• How agency brands can hurt our customers’ experience

    15 March, 2012 Company Online Retail

    As consumers become more inclined to voice disgruntled opinions on social media and other online forums, brands are left without a smokescreen or an excuse for poor customer service.

    Impressing every customer is something we believe in at Appliances Online, Big Brown Box and Winning Appliances; as I mentioned in a post yesterday we often go the extra mile to reduce the fallout when things do go wrong.

    Yet some brands don’t share our high standards towards customer service, and in doing so put pressure on their stakeholders – us.

    In retail, proforma brands operate under a slightly different business model to most of the brands we work with; each brand allows retailers such as Winning Appliances and Appliances Online to act only as agents; the brands retain control of pricing, sales transaction and even delivery. This post concentrates on the customer service and delivery aspects of many agency brands… I’ll talk about other aspects in future posts.

    The proforma brand arrangement is perfectly fine as long as each agency has the same duty of care with regard to their customers as we do. When done seamlessly customers don’t even know they are dealing with the brand itself rather than with us – often the only sign is that the brand appears on their credit card statement instead of the retailer.
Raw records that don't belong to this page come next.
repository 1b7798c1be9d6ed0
pub mod http;
pub mod student;

pub use student::PostgresStudentRepository;
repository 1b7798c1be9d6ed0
pub mod repositories;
    Miele is an example of a proforma brand with exceptional standards of customer service – a standard which impressed me because this is a company that has been a wholesaler and has successfully adapted their brand to act as a retailer – not an easy change for such an old business. Miele deliver items with their own trucks, have a fantastic product range, and clearly communicate stock levels to the agents they deal with. Miele have a large share of voice and we almost never receive customer complaints from consumers who buy products via our retail store. The only issue I have with the Miele agency model is that they take away some of Winning Appliances service advantage in the market…

    Unfortunately the same cannot be said for many other agency or proforma brands.
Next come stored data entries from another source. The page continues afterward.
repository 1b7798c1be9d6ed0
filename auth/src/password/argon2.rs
use argon2::password_hash::rand_core::OsRng;
use argon2::password_hash::PasswordHash;
use argon2::password_hash::PasswordHasher as Argon2PasswordHasher;
use argon2::password_hash::PasswordVerifier;
use argon2::password_hash::SaltString;
use argon2::Argon2;

use super::errors::PasswordError;

/// PHC string with the default Argon2id cost parameters that no password
/// produces. Verifying against it costs as much as a real verification.
const DECOY_HASH: &str = concat!(
    "$argon2id$v=19$m=19456,t=2,p=1$c29tZXNhbHRzb21lc2FsdA$",
    "AAAAAAAAAAAAAAAAAAAAAAAAAAAAAAAAAAAAAAAAAAA"
);

/// Salted one-way password hashing.
///
/// Hashes are PHC strings (`$argon2id$v=19$m=...,t=...,p=...$salt$digest`), so the
/// salt and cost parameters travel with the hash and need no separate storage.
pub struct PasswordHasher;

impl PasswordHasher {
    /// Create a new password hasher instance.
    pub fn new() -> Self {
        Self
    }

    /// Hash a plaintext password with a freshly generated salt.
    ///
    /// # Arguments
    /// * `password` - Plaintext password to hash
    ///
    /// # Returns
    /// PHC string format hash (includes algorithm, parameters, salt, and hash)
    ///
    /// # Errors
    /// * `HashingFailed` - Password hashing operation failed
    pub fn hash(&self, password: &str) -> Result<String, PasswordError> {
        let salt = SaltString::generate(&mut OsRng);

        Argon2::default()
            .hash_password(password.as_bytes(), &salt)
            .map(|hash| hash.to_string())
            .map_err(|e| PasswordError::HashingFailed(e.to_string()))
    }

    /// Check a plaintext password against a stored hash.
    ///
    /// Fails closed: a stored hash that cannot be parsed never matches.
    ///
    /// # Arguments
    /// * `password` - Plaintext password to verify
    /// * `hash` - Stored password hash in PHC string format
    ///
    /// # Returns
    /// True if the password matches, false otherwise
    pub fn verify(&self, password: &str, hash: &str) -> bool {
        match PasswordHash::new(hash) {
            Ok(parsed_hash) => Argon2::default()
                .verify_password(password.as_bytes(), &parsed_hash)
                .is_ok(),
            Err(_) => false,
        }
    }

    /// Run a full verification for an account that has no stored hash.
    ///
    /// Always returns false, after spending the same work as `verify` does
    /// on a real hash.
    pub fn verify_missing(&self, password: &str) -> bool {
        let _ = self.verify(password, DECOY_HASH);
        false
    }
}

impl Default for PasswordHasher {
    fn default() -> Self {
        Self::new()
    }
}

#[cfg(test)]
mod tests {
    use super::*;

    #[test]
    fn test_hash_and_verify() {
        let hasher = PasswordHasher::new();
        let password = "my_secure_password";

        let hash = hasher.hash(password).expect("Failed to hash password");

        assert!(hasher.verify(password, &hash));
        assert!(!hasher.verify("wrong_password", &hash));
    }

    #[test]
    fn test_hash_embeds_salt() {
        let hasher = PasswordHasher::new();

        let first = hasher.hash("secret").expect("Failed to hash password");
        let second = hasher.hash("secret").expect("Failed to hash password");

        assert!(first.starts_with("$argon2id$"));
        assert_ne!(first, second);
        assert!(hasher.verify("secret", &first));
        assert!(hasher.verify("secret", &second));
    }

    #[test]
    fn test_verify_malformed_hash_fails_closed() {
        let hasher = PasswordHasher::new();

        assert!(!hasher.verify("password", "invalid_hash"));
        assert!(!hasher.verify("password", ""));
        assert!(!hasher.verify("password", "$argon2id$v=19$broken"));
    }

    #[test]
    fn test_decoy_hash_is_a_verifiable_argon2id_hash() {
        let parsed = PasswordHash::new(DECOY_HASH).expect("decoy hash must parse");
        assert_eq!(parsed.algorithm.as_str(), "argon2id");

        let default_params = Argon2::default()
            .hash_password(b"secret", &SaltString::generate(&mut OsRng))
            .unwrap()
            .params;
        assert_eq!(parsed.params, default_params);
    }

    #[test]
    fn test_verify_missing_never_matches() {
        let hasher = PasswordHasher::new();

        assert!(!hasher.verify_missing("secret"));
        assert!(!hasher.verify_missing(""));
    }
}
    In January we conducted a sale across our three companies and many proforma brands let us down. Customers were left with a bad taste in their mouths as they had to call the agency brands instead of us and were placed on hold or ignored, promises weren’t kept, and products weren’t delivered on time. Many proforma brands made us look bad –– those who don’t deliver goods with their own trucks usually rely on third party transport options and many of these break items and some refuse to bring a product further than the front door, leaving the customer to install it. As part of our service offering we take away the old appliance and all the packaging to be recycled, but some proforma brands don’t offer all of our services. Simply put: they just don’t care about our customers as much as we do… in their minds we are the customer, not the people actually buying their products. Yet this thinking is inherently flawed.
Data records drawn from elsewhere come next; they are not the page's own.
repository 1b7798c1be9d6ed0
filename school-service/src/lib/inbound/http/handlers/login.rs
use axum::extract::rejection::JsonRejection;
use axum::extract::State;
use axum::Json;
use serde::Deserialize;
use serde::Serialize;

use super::ApiError;
use crate::domain::student::models::AccessToken;
use crate::domain::student::models::LoginCommand;
use crate::domain::student::ports::StudentServicePort;
use crate::inbound::http::router::AppState;

pub async fn login<S: StudentServicePort>(
    State(state): State<AppState<S>>,
    body: Result<Json<LoginRequestBody>, JsonRejection>,
) -> Result<Json<LoginResponseData>, ApiError> {
    let Json(body) = body.map_err(|e| ApiError::UnprocessableEntity(e.body_text()))?;

    state
        .student_service
        .login(body.into())
        .await
        .map_err(ApiError::from)
        .map(|token| Json(token.into()))
}

#[derive(Debug, Clone, PartialEq, Eq, Deserialize)]
pub struct LoginRequestBody {
    email: String,
    clave: String,
}

impl From<LoginRequestBody> for LoginCommand {
    fn from(body: LoginRequestBody) -> Self {
        LoginCommand::new(body.email, body.clave)
    }
}

#[derive(Debug, Clone, PartialEq, Eq, Serialize)]
pub struct LoginResponseData {
    pub access_token: String,
    pub token_type: String,
}

impl From<AccessToken> for LoginResponseData {
    fn from(token: AccessToken) -> Self {
        Self {
            access_token: token.access_token,
            token_type: token.token_type.to_string(),
        }
    }
}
    Although we did everything we could in our power to ensure the fallout was limited and each customer was happy with the (eventual) outcome, it was often a frustrating experience. We received many emails and comments from customers on Facebook saying that dealing with proforma brands was exasperating and stressful. I’ve copied some of these emails below and have left them unedited but removed the names of suppliers. I don’t want to name and shame each brand – for obvious reasons – but the emails make it clear how brands can easily improve each customer’s experience.

    The recipe is straightforward. Listen to your customers. Communicate with them as frequently as you need to. Have a customer support team manned with people who know about your product range. Don’t leave potential brand advocates on hold. Tell customers the truth so there are no surprises. Return calls and emails. Deliver goods when you say you will and let them know if there’s a problem. And if you say you have great customer support service, don’t let them down.

  • Video: Sky News Business Interview with Peter Switzer

    5 March, 2012 Retail

  • Pirates and planes: group buying surprises me twice

    1 March, 2012 Retail

    Just a few days after I hit out at daily deals, two of the most prominent group buying sites further exceeded my expectations of the industry in two very different ways.

    Cudo ships out pirated e-Books

    Firstly, Cudo had a complete shocker, offering 4,000 pirated e-books with the sale of a $99 e-book reader. The NSW Department of Fair Trading are on the case, and the Minister, Anthony Roberts, wasn’t buying Cudo’s excuse that the merchant is at fault.

    It’s most alarming that this deal made it online when you consider that Cudo is owned by two companies who should know a thing or two about copyright themselves: Channel Nine and Microsoft.

    Last year they even took a swing at a daily deals aggregator who was trying to promote them. That’s right: they made a copyright claim against a website that was helping them make sales.

    That’s another scary thing about this space – it’s raised so much interest from the marketplace and media that all types of businesses are venturing out of their primary models to get involved: the result is that groups like Cudo are formed: businesses that don’t fully understand copyright and are playing in markets that are far too large for trial-and-error.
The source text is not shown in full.